So while there are Jewish claims for a much earlier adoption of the block-Hebrew alphabet, and even some absurd Talmudic claims that the block-Hebrew was the original alphabet. Our opinion is that the block-Hebrew characters, the earliest examples of which are said to have been found at Elephantine and in Samaria, and which date to no earlier than the 5th century BC, although it seems that the documentation is poor [4], had only slowly been adopted in Judaea, and the use of the original paleo-Hebrew alphabet still predominated when the Septuagint was translated. In any event, it is apparent that its adoption was gradual, and speaking of an older Aramaic script, an article at Wikipedia admits that the block-Hebrew alphabet was a variant which had “evolved directly out of this by about the 3rd century BCE although some letter shapes did not become standard until the 1st century.” [5] With this we may conjecture once again: this all sounds as if the confusion over letters may have been actually been engineered by the rabbis. The late and gradual use of the block-Hebrew script is further evident in the coins minted by the high priests of the Hasmoneans in the 2nd century BC. According to Wikipedia, “The vast majority of the Hasmonean coinage, as well as the coins of the First Jewish–Roman War and Bar Kokhba's revolt, bears Paleo-Hebrew legends.” [6]
So the Septuagint translators must have been familiar with Isaiah in paleo-Hebrew letters, and therefore they would not have mistakenly read zurim where Isaiah had written zedim, a reading which even the Dead Sea Scrolls and some manuscripts of the Masoretic Text also contain.
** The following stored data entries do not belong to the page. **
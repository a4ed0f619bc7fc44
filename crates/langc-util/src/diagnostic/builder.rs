//! Diagnostic builder for fluent diagnostic construction.
//!
//! This module provides the [`DiagnosticBuilder`] type for constructing
//! diagnostics with a fluent API, including source code snippets.

use super::{Diagnostic, DiagnosticCode, Level, Span};

/// A source code snippet for display in diagnostics
///
/// Contains the source line(s) affected by the diagnostic, with optional
/// highlighting of the specific range.
///
/// # Examples
///
/// ```
/// use langc_util::diagnostic::SourceSnippet;
///
/// let snippet = SourceSnippet::new(
///     "let x = 42;",
///     5,
///     1,
///     12,
///     Some("expected integer, found string"),
/// );
/// ```
#[derive(Clone, Debug)]
pub struct SourceSnippet {
    /// The source line content
    pub line: String,
    /// Line number (1-based)
    pub line_number: usize,
    /// Column where the issue starts (1-based)
    pub start_column: usize,
    /// Column where the issue ends (1-based)
    pub end_column: usize,
    /// Optional label to display under the highlighted range
    pub label: Option<String>,
}

impl SourceSnippet {
    /// Create a new source snippet
    ///
    /// # Arguments
    ///
    /// * `line` - The source line content
    /// * `line_number` - Line number (1-based)
    /// * `start_column` - Column where the issue starts (1-based)
    /// * `end_column` - Column where the issue ends (1-based)
    /// * `label` - Optional label to display under the highlighted range
    ///
    /// # Examples
    ///
    /// ```
    /// use langc_util::diagnostic::SourceSnippet;
    ///
    /// let snippet = SourceSnippet::new(
    ///     "let x = 42;",
    ///     1,
    ///     5,
    ///     6,
    ///     Some("variable name"),
    /// );
    /// ```
    pub fn new(
        line: impl Into<String>,
        line_number: usize,
        start_column: usize,
        end_column: usize,
        label: Option<impl Into<String>>,
    ) -> Self {
        Self {
            line: line.into(),
            line_number,
            start_column,
            end_column,
            label: label.map(Into::into),
        }
    }

    /// Create a snippet without highlighting (point span)
    ///
    /// # Examples
    ///
    /// ```
    /// use langc_util::diagnostic::SourceSnippet;
    ///
    /// let snippet = SourceSnippet::point(
    ///     "let x = 42;",
    ///     1,
    ///     5,
    /// );
    /// ```
    pub fn point(line: impl Into<String>, line_number: usize, column: usize) -> Self {
        Self {
            line: line.into(),
            line_number,
            start_column: column,
            end_column: column,
            label: None,
        }
    }

    /// Set the label for this snippet
    ///
    /// # Examples
    ///
    /// ```
    /// use langc_util::diagnostic::SourceSnippet;
    ///
    /// let snippet = SourceSnippet::new(
    ///     "let x = 42;",
    ///     1,
    ///     5,
    ///     6,
    ///     None,
    /// ).with_label("variable name");
    /// ```
    pub fn with_label(mut self, label: impl Into<String>) -> Self {
        self.label = Some(label.into());
        self
    }

    /// Format the snippet for display
    ///
    /// Returns a formatted string showing the source line with a caret (^)
    /// pointing to the relevant range.
    ///
    /// # Examples
    ///
    /// ```
    /// use langc_util::diagnostic::SourceSnippet;
    ///
    /// let snippet = SourceSnippet::new(
    ///     "let x = 42;",
    ///     1,
    ///     5,
    ///     6,
    ///     Some("here"),
    /// );
    /// let formatted = snippet.format();
    /// ```
    pub fn format(&self) -> String {
        let line_num_width = self.line_number.to_string().len().max(3);
        let mut result = String::new();

        // Line number and source
        result.push_str(&format!(
            "{:>width$} | {}\n",
            self.line_number,
            self.line,
            width = line_num_width
        ));

        // Caret line
        result.push_str(&format!("{:>width$} | ", "", width = line_num_width));

        // Calculate underline position (accounting for tab stops if needed)
        let underline_start = self.start_column.saturating_sub(1);
        let underline_len = (self.end_column - self.start_column).max(1);

        // Add spaces before caret
        for _ in 0..underline_start {
            result.push(' ');
        }

        // Add carets
        for _ in 0..underline_len {
            result.push('^');
        }

        // Add label if present
        if let Some(ref label) = self.label {
            result.push_str(&format!(" {}", label));
        }

        result
    }
}

/// Builder for constructing diagnostics with a fluent API
///
/// # Examples
///
/// ```
/// use langc_util::diagnostic::{DiagnosticBuilder, Level, Span, DiagnosticCode};
///
/// let diag = DiagnosticBuilder::new(Level::Error, "unexpected token")
///     .code(DiagnosticCode::new(2001, "unexpected_token"))
///     .span(Span::DUMMY)
///     .help("try removing the extra character")
///     .build();
/// ```
pub struct DiagnosticBuilder {
    level: Level,
    message: String,
    span: Span,
    code: Option<DiagnosticCode>,
    notes: Vec<String>,
    helps: Vec<String>,
    snippets: Vec<SourceSnippet>,
}

impl DiagnosticBuilder {
    /// Create a new diagnostic builder
    ///
    /// # Arguments
    ///
    /// * `level` - The diagnostic level (error, warning, etc.)
    /// * `message` - The main diagnostic message
    ///
    /// # Examples
    ///
    /// ```
    /// use langc_util::diagnostic::{DiagnosticBuilder, Level};
    ///
    /// let builder = DiagnosticBuilder::new(Level::Error, "something went wrong");
    /// ```
    pub fn new(level: Level, message: impl Into<String>) -> Self {
        Self {
            level,
            message: message.into(),
            span: Span::DUMMY,
            code: None,
            notes: Vec::new(),
            helps: Vec::new(),
            snippets: Vec::new(),
        }
    }

    /// Create an error builder
    ///
    /// # Examples
    ///
    /// ```
    /// use langc_util::diagnostic::DiagnosticBuilder;
    ///
    /// let builder = DiagnosticBuilder::error("unexpected token");
    /// ```
    pub fn error(message: impl Into<String>) -> Self {
        Self::new(Level::Error, message)
    }

    /// Create a warning builder
    ///
    /// # Examples
    ///
    /// ```
    /// use langc_util::diagnostic::DiagnosticBuilder;
    ///
    /// let builder = DiagnosticBuilder::warning("unused variable");
    /// ```
    pub fn warning(message: impl Into<String>) -> Self {
        Self::new(Level::Warning, message)
    }

    /// Create a deprecation builder
    ///
    /// # Examples
    ///
    /// ```
    /// use langc_util::diagnostic::DiagnosticBuilder;
    ///
    /// let builder = DiagnosticBuilder::deprecation("`body` is deprecated, use `do`");
    /// ```
    pub fn deprecation(message: impl Into<String>) -> Self {
        Self::new(Level::Deprecation, message)
    }

    /// Set the diagnostic code
    ///
    /// # Examples
    ///
    /// ```
    /// use langc_util::diagnostic::{DiagnosticBuilder, DiagnosticCode};
    ///
    /// let builder = DiagnosticBuilder::error("type mismatch")
    ///     .code(DiagnosticCode::new(3001, "type_mismatch"));
    /// ```
    pub fn code(mut self, code: DiagnosticCode) -> Self {
        self.code = Some(code);
        self
    }

    /// Set the source span
    ///
    /// # Examples
    ///
    /// ```
    /// use langc_util::diagnostic::{DiagnosticBuilder, Span};
    ///
    /// let span = Span::new(10, 20, 1, 5);
    /// let builder = DiagnosticBuilder::error("error here").span(span);
    /// ```
    pub fn span(mut self, span: Span) -> Self {
        self.span = span;
        self
    }

    /// Add a note to the diagnostic
    ///
    /// Notes provide additional context about the diagnostic.
    ///
    /// # Examples
    ///
    /// ```
    /// use langc_util::diagnostic::DiagnosticBuilder;
    ///
    /// let builder = DiagnosticBuilder::error("type mismatch")
    ///     .note("expected type `i32`")
    ///     .note("found type `String`");
    /// ```
    pub fn note(mut self, note: impl Into<String>) -> Self {
        self.notes.push(note.into());
        self
    }

    /// Add a help suggestion to the diagnostic
    ///
    /// Helps provide actionable suggestions for fixing the issue.
    ///
    /// # Examples
    ///
    /// ```
    /// use langc_util::diagnostic::DiagnosticBuilder;
    ///
    /// let builder = DiagnosticBuilder::error("unexpected token")
    ///     .help("try removing the semicolon");
    /// ```
    pub fn help(mut self, help: impl Into<String>) -> Self {
        self.helps.push(help.into());
        self
    }

    /// Add a note to the diagnostic (alias for `note`)
    ///
    /// Notes provide additional context about the diagnostic.
    /// This is an alias for [`DiagnosticBuilder::note`] following the
    /// convention used in the Diagnostic API.
    ///
    /// # Examples
    ///
    /// ```
    /// use langc_util::diagnostic::DiagnosticBuilder;
    ///
    /// let builder = DiagnosticBuilder::error("type mismatch")
    ///     .with_note("expected type `i32`")
    ///     .with_note("found type `String`");
    /// ```
    pub fn with_note(mut self, note: impl Into<String>) -> Self {
        self.notes.push(note.into());
        self
    }

    /// Add a help suggestion to the diagnostic (alias for `help`)
    ///
    /// Helps provide actionable suggestions for fixing the issue.
    /// This is an alias for [`DiagnosticBuilder::help`] following the
    /// convention used in the Diagnostic API.
    ///
    /// # Examples
    ///
    /// ```
    /// use langc_util::diagnostic::DiagnosticBuilder;
    ///
    /// let builder = DiagnosticBuilder::error("unexpected token")
    ///     .with_help("try removing the semicolon");
    /// ```
    pub fn with_help(mut self, help: impl Into<String>) -> Self {
        self.helps.push(help.into());
        self
    }

    /// Add a source code snippet
    ///
    /// # Examples
    ///
    /// ```
    /// use langc_util::diagnostic::{DiagnosticBuilder, SourceSnippet};
    ///
    /// let snippet = SourceSnippet::new(
    ///     "let x = 42;",
    ///     1,
    ///     5,
    ///     6,
    ///     Some("variable name"),
    /// );
    ///
    /// let builder = DiagnosticBuilder::error("invalid name")
    ///     .snippet(snippet);
    /// ```
    pub fn snippet(mut self, snippet: SourceSnippet) -> Self {
        self.snippets.push(snippet);
        self
    }

    /// Build the diagnostic
    ///
    /// # Examples
    ///
    /// ```
    /// use langc_util::diagnostic::{DiagnosticBuilder, Span};
    ///
    /// let diag = DiagnosticBuilder::error("something went wrong")
    ///     .span(Span::DUMMY)
    ///     .build();
    /// ```
    pub fn build(self) -> Diagnostic {
        Diagnostic {
            level: self.level,
            message: self.message,
            span: self.span,
            code: self.code,
            notes: self.notes,
            helps: self.helps,
            snippets: self.snippets,
        }
    }

    /// Build and emit the diagnostic to the given handler
    ///
    /// This is a convenience method that builds the diagnostic and
    /// immediately emits it to the provided handler.
    ///
    /// # Examples
    ///
    /// ```
    /// use langc_util::diagnostic::{DiagnosticBuilder, Handler, Span};
    ///
    /// let handler = Handler::new();
    /// DiagnosticBuilder::error("something went wrong")
    ///     .span(Span::DUMMY)
    ///     .emit(&handler);
    ///
    /// assert!(handler.has_errors());
    /// ```
    pub fn emit(self, handler: &super::Handler) {
        handler.emit_diagnostic(self.build());
    }
}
So for all of these reasons, we would stand by reading “citadel of the proud”, and not “palace of strangers”. The Septuagint also has cities in verse 2, rather than just city, however the reading would still be true, considering Samaria and the other cities of Israel which had recently also been destroyed, although the Dead Sea Scrolls Bible also has city, affirming the reading in the Masoretic Text.
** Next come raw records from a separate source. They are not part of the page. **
//! Named character entity lookup for `\&name;` escape sequences.
//!
//! Stands in for the "named entity table" collaborator of the spec: a pure
//! `(name) -> code point` lookup, independent of scanning. Covers the common
//! HTML5/XML named entities; unknown names resolve to `None` and the caller
//! substitutes a recovery character.

/// A representative subset of the HTML5 named character references.
const ENTITIES: &[(&str, u32)] = &[
    ("amp", '&' as u32),
    ("lt", '<' as u32),
    ("gt", '>' as u32),
    ("quot", '"' as u32),
    ("apos", '\'' as u32),
    ("nbsp", 0x00A0),
    ("copy", 0x00A9),
    ("reg", 0x00AE),
    ("trade", 0x2122),
    ("hellip", 0x2026),
    ("mdash", 0x2014),
    ("ndash", 0x2013),
    ("lsquo", 0x2018),
    ("rsquo", 0x2019),
    ("ldquo", 0x201C),
    ("rdquo", 0x201D),
    ("deg", 0x00B0),
    ("plusmn", 0x00B1),
    ("times", 0x00D7),
    ("divide", 0x00F7),
    ("micro", 0x00B5),
    ("para", 0x00B6),
    ("sect", 0x00A7),
    ("middot", 0x00B7),
    ("larr", 0x2190),
    ("uarr", 0x2191),
    ("rarr", 0x2192),
    ("darr", 0x2193),
    ("alpha", 0x03B1),
    ("beta", 0x03B2),
    ("gamma", 0x03B3),
    ("delta", 0x03B4),
    ("pi", 0x03C0),
    ("sigma", 0x03C3),
    ("omega", 0x03C9),
    ("infin", 0x221E),
    ("ne", 0x2260),
    ("le", 0x2264),
    ("ge", 0x2265),
    ("euro", 0x20AC),
    ("pound", 0x00A3),
    ("yen", 0x00A5),
    ("cent", 0x00A2),
];

/// Resolve a named entity (without the surrounding `\&` and `;`) to a code point.
pub fn lookup(name: &str) -> Option<u32> {
    ENTITIES
        .iter()
        .find(|&&(n, _)| n == name)
        .map(|&(_, cp)| cp)
}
Where it says that Tyre “shall never be built” at the end of verse 2, ancient Tyre was rebuilt by the Romans, but it was not the same city as the original city even if it occupied roughly the same space. So today it is still in use, and the causeway from the mainland to the island is many times wider than the one which had been built by Alexander, which was only about two hundred feet wide, and it is now about 1,800 feet wide at its most narrow point. The island is partially built with hotels, houses and other buildings, and partially with the ruins of not-so-ancient Roman Tyre, where some columns, wall sections and gates still stand. However Tyre as it was in the time of Isaiah, an ancient mercantile hub and seemingly unconquerable fortress surrounded by seemingly insurmountable walls both on land and in the sea, was never rebuilt.
3 Therefore shall the strong people glorify thee, the city of the terrible nations shall fear thee. 4 For thou hast been a strength to the poor, a strength to the needy in his distress, a refuge from the storm, a shadow from the heat, when the blast of the terrible ones is as a storm against the wall.
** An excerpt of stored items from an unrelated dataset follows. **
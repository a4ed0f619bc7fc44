//! langc-lex - lexical analyzer for the core language.
//!
//! Turns an immutable source buffer into a stream of [`token::Token`]s: punctuation
//! and operators, identifiers and keywords, the six string-literal forms, numeric
//! literals of every base and suffix, character literals, and the three comment
//! shapes (one of them nestable). Positions are tracked as `(line, column)` pairs
//! and can be rewritten mid-stream by a `#line` directive.
//!
//! The crate is pull-based: a consumer calls [`Lexer::next_token`] (or iterates
//! the lexer directly) to drain one token at a time. A small lookahead cache
//! backs [`Lexer::peek`]/[`Lexer::peek_next`]/[`Lexer::peek_past_paren`] so a
//! parser can look ahead without losing tokens already scanned.
//!
//! What this crate does *not* do: parse the token stream, own the identifier
//! intern pool (that lives in `langc_util::symbol`), or perform UTF-8 decoding
//! and float parsing beyond what's needed to classify a literal — both of those
//! are pure helper functions a surrounding driver could swap out.

pub mod cursor;
pub mod entities;
pub mod lexer;
pub mod token;
pub mod unicode;

#[cfg(test)]
mod edge_cases;

pub use lexer::Lexer;
pub use token::{CharWidth, StringPostfix, Token, TokenKind, TokenValue};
The Hebrew words קיר or qir (7024) and קרת or qeret (# 7176) both describe a city. However here, according to its listing in Strong’s Concordance, the word is in a feminine form, קריה of qiriah (# 7151), where at least some manuscripts have קרית or qiriath here instead, for which the Brown, Driver Briggs lexicon merely sends its readers to the foregoing word. That lexicon also attests that these longer forms are merely poetical variations of qir. However the confusion seems deeper, since the ות or vav-tav ending represents a feminine plural, but the ית or yodh-tav ending does not. Here this is mentioned because while the King James Version has the singular city, both the Dead Sea Scrolls Bible and the New American Standard Bible have cities, and both read the phrase in which it appears in verse 3 as “cities of ruthless nations”.
Here we should prefer that plural rendering of the word, and we would assert that it is sometimes just as easy to confuse the vav for a yodh in block-Hebrew manuscripts as it is to confuse the daleth and the resh. In that manner, the word would be cities, and it better fits the context, that seeing how the God of Israel had forewarned of the destruction of Tyre, a mighty city, that when it came to pass, the “cities of ruthless nations” should also be in fear of Him. The word translated as wall at the end of verse 5 is also קיר or qir (7024), which may certainly describe a wall in certain contexts.
The “strong people” described here in verse 3 are not strong of their own accord, nor are they strong politically, economically or militarily. Rather, it is evident in verse 4 that the “strong people” are strong because they have the favor of Yahweh, and therefore He is their strength. So it is apparently on their behalf that in these words uttered by the prophet, we next read:
5 Thou shalt bring down the noise of strangers, as the heat in a dry place; even the heat with the shadow of a cloud: the branch of the terrible ones shall be brought low.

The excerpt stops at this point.